Track

Basic Science

Abstract

[Background] Post inflammatory hyperpigmentation (PIH) is an acquired hypermelanosis following cutaneous inflammation, exogenous stimuli, or dermatologic procedures. Depth of pigment deposition is prognostically important, influencing response to therapy. While epidermal PIH often improves with topical agents and peels, dermal PIH may be refractory, making pigment depth assessment essential for optimal laser selection. The aim of this study is to quantitatively characterize pigmentation and melanophage distribution in PIH across anatomical sites, inflammatory etiologies (lichenoid, interface, or spongiotic) and Fitzpatrick skin types (FST). [Methods] Fontana-Masson-stained biopsy specimens (n=96) obtained from an institutional database between 2013 to 2023 were analyzed using ImageJ software. Five parameters were measured: epidermal pigmentation intensity, dermal pigmentation intensity, melanophage area, melanophage count, and melanophage depth. Analyses included descriptive statistics, Kruskal-Wallis testing, and multivariate linear regression adjusted for inflammatory etiology, FST, and sun exposure. [Results] Epidermal pigmentation intensity varied significantly by etiology, FST, and sun exposure, with increased pigmentation scores in spongiotic dermatitis, FST 5–6, and sun-exposed sites (p<0.05). Dermal melanophage area and count showed significantly higher scores in patients with FST 5–6 (p< 0.05), but no significant differences were seen by etiology or sun exposure. Melanophage depth showed no significant variation by any variable.
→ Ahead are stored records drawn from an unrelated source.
#[cfg(test)]
mod tests {
    use super::*;
    use crate::parsing::parse_markdown;
    use crate::theme::ThemeId;

    fn line_text(line: &Line) -> String {
        line.spans.iter().map(|s| s.content.as_ref()).collect()
    }

    fn layout(source: &str, width: u16) -> Vec<VisualBlock> {
        layout_document(&parse_markdown(source), width, ThemeId::OceanicNext.palette())
    }

    #[test]
    fn test_wrap_spans_breaks_on_words() {
        let lines = wrap_spans(vec![Span::raw("one two three four")], 9);
        let text: Vec<_> = lines.iter().map(line_text).collect();
        assert_eq!(text, vec!["one two", "three", "four"]);
    }

    #[test]
    fn test_wrap_spans_keeps_styles_and_hard_breaks() {
        let bold = RatatuiStyle::default().add_modifier(Modifier::BOLD);
        let lines = wrap_spans(
            vec![
                Span::raw("plain "),
                Span::styled("bold", bold),
                Span::raw("\nnext"),
            ],
            40,
        );
        assert_eq!(lines.len(), 2);
        assert_eq!(line_text(&lines[0]), "plain bold");
        assert!(lines[0].spans.iter().any(|s| s.content == "bold" && s.style == bold));
        assert_eq!(line_text(&lines[1]), "next");
    }

    #[test]
    fn test_wrap_spans_splits_long_words() {
        let lines = wrap_spans(vec![Span::raw("abcdefghij")], 4);
        let text: Vec<_> = lines.iter().map(line_text).collect();
        assert_eq!(text, vec!["abcd", "efgh", "ij"]);
    }

    #[test]
    fn test_top_level_blocks_are_anchored() {
        let blocks = layout("## Title\n\nSome text.\n\n> quoted\n", 40);
        let lines: Vec<_> = blocks.iter().map(|b| b.anchor.map(|a| a.line())).collect();
        assert_eq!(lines, vec![Some(1), Some(3), Some(5)]);
        assert_eq!(line_text(&blocks[0].lines[0]), "## Title");
        assert_eq!(line_text(&blocks[2].lines[0]), "│ quoted");
    }

    #[test]
    fn test_list_items_become_separate_blocks() {
        let blocks = layout("- one\n- two\n  - nested\n\nafter\n", 40);
        assert_eq!(blocks.len(), 3);
        assert_eq!(blocks[0].anchor.map(|a| a.kind), Some(BlockKind::ListItem));
        assert_eq!(blocks[0].gap_after, 0);
        assert_eq!(blocks[1].gap_after, 1);

        let second: Vec<_> = blocks[1].lines.iter().map(line_text).collect();
        assert_eq!(second, vec!["• two", "  • nested"]);
        assert_eq!(blocks[2].anchor.map(|a| a.line()), Some(5));
    }

    #[test]
    fn test_indented_items_are_laid_out_without_anchor() {
        let source = "  - indented\n  - also\n\n- top\n - one space\n";
        let blocks = layout(source, 40);
        assert_eq!(blocks.len(), 4);
        let lines: Vec<_> = blocks.iter().map(|b| b.anchor.map(|a| a.line())).collect();
        assert_eq!(lines, vec![None, None, Some(4), None]);
        assert_eq!(
            collect_anchors(&parse_markdown(source))
                .iter()
                .map(|a| (a.line(), a.position.start_column))
                .collect::<Vec<_>>(),
            vec![(4, 1)]
        );
    }

    #[test]
    fn test_unintercepted_blocks_have_no_anchor() {
        let blocks = layout("# Top\n\n```\ncode\n```\n\n---\n\n#### Deep\n", 40);
        assert!(blocks.iter().all(|b| b.anchor.is_none()));
        assert_eq!(line_text(&blocks[0].lines[0]), "# TOP");
        assert_eq!(line_text(&blocks[1].lines[0]), "  code");
    }

    #[test]
    fn test_empty_html_block_is_skipped() {
        let blocks = layout("<div>\n</div>\n\ntext\n", 40);
        assert_eq!(blocks.len(), 1);
        assert_eq!(line_text(&blocks[0].lines[0]), "text");
    }

    #[test]
    fn test_collect_anchors_matches_layout() {
        let source = "Intro\n\n- a\n- b\n\n> q\n\n### h\n\n    indented code\n";
        let from_layout: Vec<_> = layout(source, 30).iter().filter_map(|b| b.anchor).collect();
        assert_eq!(collect_anchors(&parse_markdown(source)), from_layout);
        assert_eq!(from_layout.len(), 5);
    }

    #[test]
    fn test_loose_item_paragraphs_are_separated() {
        let blocks = layout("1. first\n\n   more\n2. second\n", 40);
        let first: Vec<_> = blocks[0].lines.iter().map(line_text).collect();
        assert_eq!(first, vec!["1. first", "", "   more"]);
        assert_eq!(line_text(&blocks[1].lines[0]), "2. second");
    }
}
In adjusted analyses, FST 5–6 remained independently associated with increased melanophage area and count, while sun exposure was associated with increased dermal pigmentation. [Discussion] FST is positively correlated with dermal melanophage area and count in PIH, while melanophage depth is independent of skin type, etiology, and sun exposure. These findings may inform device selection and treatment parameters for PIH.